A Look at the Average Firm Size of Low and High US Momentum Buckets over Time
Equity momentum is a well known concept. Looking at equities sorted by their prior 12 month performance (with a skip month to clean out short-term reversal effects) and reconstituting/rebalancing the resulting portfolios monthly can help to explain the under/outperformance of single securities.
Of course, due to the rather volatile nature of the signal, the underlying buckets can change rather quickly. As the composition of the sort portfolios changes, so does the average firm size within the portfolios.
By exploring the data from the Ken French Data Library, we can investigate the those changes over time and hopefully we can draw some conclusions about the underlying smallcap/largecap cycles, potential extremes and where we stand today.
Results
The following chart shows the average firm size of the US stocks with the lowest 10% momentum and the US stocks with the highest 10% momentum from 1927/01 to 2024/03. Furthermore, the average firm size across all momentum buckets was plotted for comparison. The plotted lines represent the 12-month moving average for each data series.
Observations:
Usually, the portfolios expressing the both momentum extremes consist of equities smaller than the market average. This originates a) from the higher price volatility of smaller stocks, b) the higher business volatility of smaller companies and c) the higher number of small stocks in the market resulting in higher probability for them to land in the low/high momentum portfolios
On average, low momentum stocks are smaller than high momentum stocks. It can be concluded that the small stock universe is more skewed to losers. This is a well known reality as a large portion of the smallcap universe consists of fallen angels, unprofitable zombie companies or pre-revenue biotech and exploration stocks
The High/Low composition ratio tends to oscillate in larger 5-10 year cycles. Below that the composition of the single buckets tends to oscillate in smaller 1-3 year cycles. In the graph below, the High/Low Firm Size Ratio is plotted together with the US stock market (normalized, total return). Essential bear markets are marked in gray. A first naive look at the big bears (1929, 70s, 2000-2003, 2008/09, 2020) shows that these markets were all preceded by extensive largecap leadership. Also, currently we are back at these extreme levels.

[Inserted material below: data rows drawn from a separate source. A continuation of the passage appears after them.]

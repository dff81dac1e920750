// 2.1 amm/keeper.rs: pool lifecycle. creation, lookup, config replacement, reserve commits.

use super::results::AmmError;
use crate::config::VpoolConfig;
use crate::context::Context;
use crate::events::{EventPayload, PoolCreatedEvent};
use crate::store::{encode, KvStore, StoreKey};
use crate::types::TokenPair;
use crate::vpool::{Vpool, VpoolError};
use rust_decimal::Decimal;

/** 2.1.1: stateless handle over the pool records held in the context store */
#[derive(Debug, Clone, Copy, Default)]
pub struct VpoolKeeper;

impl VpoolKeeper {
    pub fn new() -> Self {
        Self
    }

    /// Creates the pool for `pair` and writes snapshot 0.
    ///
    /// The two ratio arguments always win over the matching fields of
    /// `config` (or of `VpoolConfig::default()` when none is given).
    #[allow(clippy::too_many_arguments)]
    pub fn create_pool<S: KvStore>(
        &self,
        ctx: &mut Context<S>,
        pair: TokenPair,
        trade_limit_ratio: Decimal,
        quote_reserve: Decimal,
        base_reserve: Decimal,
        fluctuation_limit_ratio: Decimal,
        config: Option<VpoolConfig>,
    ) -> Result<Vpool, AmmError> {
        pair.validate().map_err(VpoolError::from)?;
        if self.exists_pool(ctx, &pair) {
            return Err(AmmError::PoolAlreadyExists(pair));
        }
        // zero is rejected too: a pool must be able to price both sides
        if quote_reserve <= Decimal::ZERO || base_reserve <= Decimal::ZERO {
            return Err(VpoolError::InvalidReserve {
                base: base_reserve,
                quote: quote_reserve,
            }
            .into());
        }

        let config = config
            .unwrap_or_default()
            .with_trade_limit_ratio(trade_limit_ratio)
            .with_fluctuation_limit_ratio(fluctuation_limit_ratio);
        let pool = Vpool::try_new(pair.clone(), quote_reserve, base_reserve, config)?;
        pool.validate()?;

        let snapshot = pool.to_snapshot(ctx.block_time(), ctx.block_height());
        let pool_raw = encode(&StoreKey::pool(&pair), &pool)?;
        let snapshot_key = StoreKey::snapshot(&pair, 0);
        let snapshot_raw = encode(&snapshot_key, &snapshot)?;
        let counter_key = StoreKey::snapshot_counter(&pair);
        let counter_raw = encode(&counter_key, &0u64)?;

        let store = ctx.store_mut();
        store.set(StoreKey::pool(&pair).as_bytes().to_vec(), pool_raw);
        store.set(snapshot_key.as_bytes().to_vec(), snapshot_raw);
        store.set(counter_key.as_bytes().to_vec(), counter_raw);

        ctx.emit_event(EventPayload::PoolCreated(PoolCreatedEvent {
            pair: pair.clone(),
            quote_asset_reserve: quote_reserve,
            base_asset_reserve: base_reserve,
        }));
        self.emit_snapshot_saved(ctx, &snapshot, 0);

        log::info!(
            "created pool {} with reserves {} quote / {} base at {}",
            pair,
            quote_reserve,
            base_reserve,
            ctx.block_time()
        );
        Ok(pool)
    }

    pub fn exists_pool<S: KvStore>(&self, ctx: &Context<S>, pair: &TokenPair) -> bool {
        ctx.store().has(StoreKey::pool(pair).as_bytes())
    }

    pub fn get_pool<S: KvStore>(&self, ctx: &Context<S>, pair: &TokenPair) -> Result<Vpool, AmmError> {
        ctx.store()
            .get_record(&StoreKey::pool(pair))?
            .ok_or_else(|| AmmError::PoolNotFound(pair.clone()))
    }

    /// Replaces the whole config of an existing pool.
    pub fn set_pool_config<S: KvStore>(
        &self,
        ctx: &mut Context<S>,
        pair: &TokenPair,
        config: VpoolConfig,
    ) -> Result<Vpool, AmmError> {
        config.validate().map_err(VpoolError::from)?;
        let mut pool = self.get_pool(ctx, pair)?;
        pool.config = config;
        ctx.store_mut().set_record(&StoreKey::pool(pair), &pool)?;
        Ok(pool)
    }

    /// Persists mutated reserves: re-derives depth, rewrites the pool, appends a snapshot.
    pub(super) fn commit_reserves<S: KvStore>(
        &self,
        ctx: &mut Context<S>,
        mut pool: Vpool,
    ) -> Result<(Vpool, u64), AmmError> {
        if pool.base_asset_reserve <= Decimal::ZERO {
            return Err(VpoolError::BaseReserveAtZero.into());
        }
        if pool.quote_asset_reserve <= Decimal::ZERO {
            return Err(VpoolError::QuoteReserveAtZero.into());
        }
        pool.refresh_sqrt_depth()?;

        let pool_key = StoreKey::pool(&pool.pair);
        let pool_raw = encode(&pool_key, &pool)?;
        let counter = self.add_reserve_snapshot(ctx, &pool)?;
        ctx.store_mut().set(pool_key.as_bytes().to_vec(), pool_raw);
        Ok((pool, counter))
    }
}
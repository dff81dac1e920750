//! Index price and position valuation.

use super::core::Engine;
use super::results::EngineError;
use crate::context::Context;
use crate::custody::CollateralBank;
use crate::math;
use crate::oracle::PriceOracle;
use crate::position::{PnlCalcOption, PnlPreferenceOption, Position, PositionValuation};
use crate::store::KvStore;
use crate::types::TokenPair;
use rust_decimal::Decimal;

impl<O: PriceOracle, B: CollateralBank> Engine<O, B> {
    /// Oracle price of one base in quote. Oracle errors propagate as-is.
    pub fn get_underlying_price(&self, pair: &TokenPair) -> Result<Decimal, EngineError> {
        Ok(self.oracle.price_for_pair(pair)?)
    }

    /// Whether the pool mark has drifted from the index by at least the pool's spread ratio.
    pub fn is_over_spread_limit<S: KvStore>(
        &self,
        ctx: &Context<S>,
        pair: &TokenPair,
    ) -> Result<bool, EngineError> {
        let pool = self.require_pool(ctx, pair)?;
        let index_price = self.get_underlying_price(pair)?;
        Ok(pool.is_over_spread_limit(index_price)?)
    }

    /// Value of closing the whole position now, and its pnl against open notional.
    /// Longs close by adding base to the pool, shorts by removing it.
    pub fn position_notional_and_unrealized_pnl<S: KvStore>(
        &self,
        ctx: &Context<S>,
        position: &Position,
        option: PnlCalcOption,
    ) -> Result<PositionValuation, EngineError> {
        if position.size.is_zero() {
            return Ok(PositionValuation::zero());
        }
        let size = position.size.abs();
        let dir = position.size.close_direction();

        let position_notional = match option {
            PnlCalcOption::SpotPrice => {
                self.vpool_keeper
                    .get_base_asset_price(ctx, &position.pair, dir, size)?
            }
            PnlCalcOption::Twap => self.vpool_keeper.get_base_asset_twap(
                ctx,
                &position.pair,
                dir,
                size,
                self.config.params.twap_lookback_window(),
            )?,
            PnlCalcOption::Oracle => {
                let index_price = self.get_underlying_price(&position.pair)?;
                math::mul_truncate(index_price, size)?
            }
        };

        Ok(PositionValuation {
            position_notional,
            unrealized_pnl: position.unrealized_pnl(position_notional),
        })
    }

    /// Spot and TWAP valuations combined by `preference`.
    pub fn preference_position_notional_and_unrealized_pnl<S: KvStore>(
        &self,
        ctx: &Context<S>,
        position: &Position,
        preference: PnlPreferenceOption,
    ) -> Result<PositionValuation, EngineError> {
        let spot = self.position_notional_and_unrealized_pnl(ctx, position, PnlCalcOption::SpotPrice)?;
        let twap = self.position_notional_and_unrealized_pnl(ctx, position, PnlCalcOption::Twap)?;
        Ok(spot.prefer(twap, preference))
    }
}
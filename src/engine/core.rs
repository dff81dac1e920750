// 8.0 engine/core.rs: main engine. holds the pool keeper, the oracle and the bank; all state lives in the context store.

use super::config::EngineConfig;
use super::results::EngineError;
use crate::amm::VpoolKeeper;
use crate::config::VpoolConfig;
use crate::context::Context;
use crate::custody::CollateralBank;
use crate::funding::PairMetadata;
use crate::oracle::PriceOracle;
use crate::store::{KvStore, StoreKey};
use crate::types::TokenPair;
use crate::vpool::Vpool;
use rust_decimal::Decimal;

/** 8.1: main engine struct. external services are injected, nothing global */
#[derive(Debug)]
pub struct Engine<O: PriceOracle, B: CollateralBank> {
    pub(super) config: EngineConfig,
    pub(super) vpool_keeper: VpoolKeeper,
    pub(super) oracle: O,
    pub(super) bank: B,
}

impl<O: PriceOracle, B: CollateralBank> Engine<O, B> {
    pub fn new(config: EngineConfig, oracle: O, bank: B) -> Result<Self, EngineError> {
        config.validate()?;
        Ok(Self {
            config,
            vpool_keeper: VpoolKeeper::new(),
            oracle,
            bank,
        })
    }

    pub fn config(&self) -> &EngineConfig {
        &self.config
    }

    pub fn vpool_keeper(&self) -> &VpoolKeeper {
        &self.vpool_keeper
    }

    pub fn oracle(&self) -> &O {
        &self.oracle
    }

    pub fn oracle_mut(&mut self) -> &mut O {
        &mut self.oracle
    }

    pub fn bank(&self) -> &B {
        &self.bank
    }

    pub fn bank_mut(&mut self) -> &mut B {
        &mut self.bank
    }

    /// Context preconfigured with this engine's event bound.
    pub fn new_context<S: KvStore>(&self, store: S) -> Context<S> {
        Context::new(store).with_max_events(self.config.max_events)
    }

    /// Creates the pool and starts its funding history at `[0]`.
    #[allow(clippy::too_many_arguments)]
    pub fn create_pool<S: KvStore>(
        &self,
        ctx: &mut Context<S>,
        pair: TokenPair,
        trade_limit_ratio: Decimal,
        quote_reserve: Decimal,
        base_reserve: Decimal,
        fluctuation_limit_ratio: Decimal,
        config: Option<VpoolConfig>,
    ) -> Result<Vpool, EngineError> {
        ctx.atomic(|ctx| -> Result<Vpool, EngineError> {
            let pool = self.vpool_keeper.create_pool(
                ctx,
                pair.clone(),
                trade_limit_ratio,
                quote_reserve,
                base_reserve,
                fluctuation_limit_ratio,
                config,
            )?;
            self.set_pair_metadata(ctx, &PairMetadata::new(pair))?;
            Ok(pool)
        })
    }

    pub fn get_pair_metadata<S: KvStore>(
        &self,
        ctx: &Context<S>,
        pair: &TokenPair,
    ) -> Result<PairMetadata, EngineError> {
        ctx.store()
            .get_record(&StoreKey::pair_metadata(pair))?
            .ok_or_else(|| EngineError::PairMetadataNotFound(pair.clone()))
    }

    /// Writes the metadata and records its latest cumulative fraction under
    /// its settlement index.
    pub(super) fn set_pair_metadata<S: KvStore>(
        &self,
        ctx: &mut Context<S>,
        metadata: &PairMetadata,
    ) -> Result<(), EngineError> {
        let store = ctx.store_mut();
        store.set_record(&StoreKey::pair_metadata(&metadata.pair), metadata)?;
        store.set_record(
            &StoreKey::premium_fraction(&metadata.pair, metadata.settlement_count),
            &metadata.cumulative_premium_fraction,
        )?;
        Ok(())
    }

    /// Cumulative premium fraction as it stood after settlement `index`.
    pub fn get_cumulative_premium_fraction<S: KvStore>(
        &self,
        ctx: &Context<S>,
        pair: &TokenPair,
        index: u64,
    ) -> Result<Option<Decimal>, EngineError> {
        Ok(ctx
            .store()
            .get_record(&StoreKey::premium_fraction(pair, index))?)
    }

    pub fn latest_cumulative_premium_fraction<S: KvStore>(
        &self,
        ctx: &Context<S>,
        pair: &TokenPair,
    ) -> Result<Decimal, EngineError> {
        Ok(self
            .get_pair_metadata(ctx, pair)?
            .latest_cumulative_premium_fraction())
    }

    pub(super) fn require_pool<S: KvStore>(
        &self,
        ctx: &Context<S>,
        pair: &TokenPair,
    ) -> Result<Vpool, EngineError> {
        Ok(self.vpool_keeper.get_pool(ctx, pair)?)
    }
}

So can we use this to predict future stock market returns? Not really. The relationship between the High-Mom or Low-Mom firm size composition and the forward stock market return is shallow at best. The best results I got for trying to predict long-term forward returns (60 months). There is a slight tendency for lower future returns if today’s winners are largecap overweight and if losers are largecap underweight (like today). All worst periods with < -10% CAGR coincided with prior High/Low Firm Size ratios above 1. So you could argue that a broad largecap weakness and/or smallcap rally gives you some margin of safety for the future and that the next “big one” is not near (or already behind you). But there is absolutely no statistical significance.
Conclusion
We often hear funny stats in financial media that in 8 of the last 10 bear markets, this or that was the clear warning sign. Market concentration and market breadth are common things to look at here. It is fascinating, that in basically all the “big ones”, momentum names were crowded with large and megacap names whereas the losers were mainly made up by smallcaps. It also makes intuitive sense. A frothy market which stands on the shoulder of a few giants, while the underlying economic conditions can not support the majority of smallcap companies, sounds vulnerable. But just because X was present during all observations of Y, that doesn’t have to mean that X can predict Y. At best it can be a sign of caution.
The exercise itself was a fun one. Especially interesting is the way the compositions oscillate and vary over time. The best takeaway here is that today’s megacap leadership is not as uncommon as one might think. However, the swing back smaller names becoming the new momentum darlings is almost certainly inevitable. In particular, if you are an investor focusing solely on smallcaps or solely on largecaps, it is nice to know that every part of the market will have its time in the sun. You just have to be patient.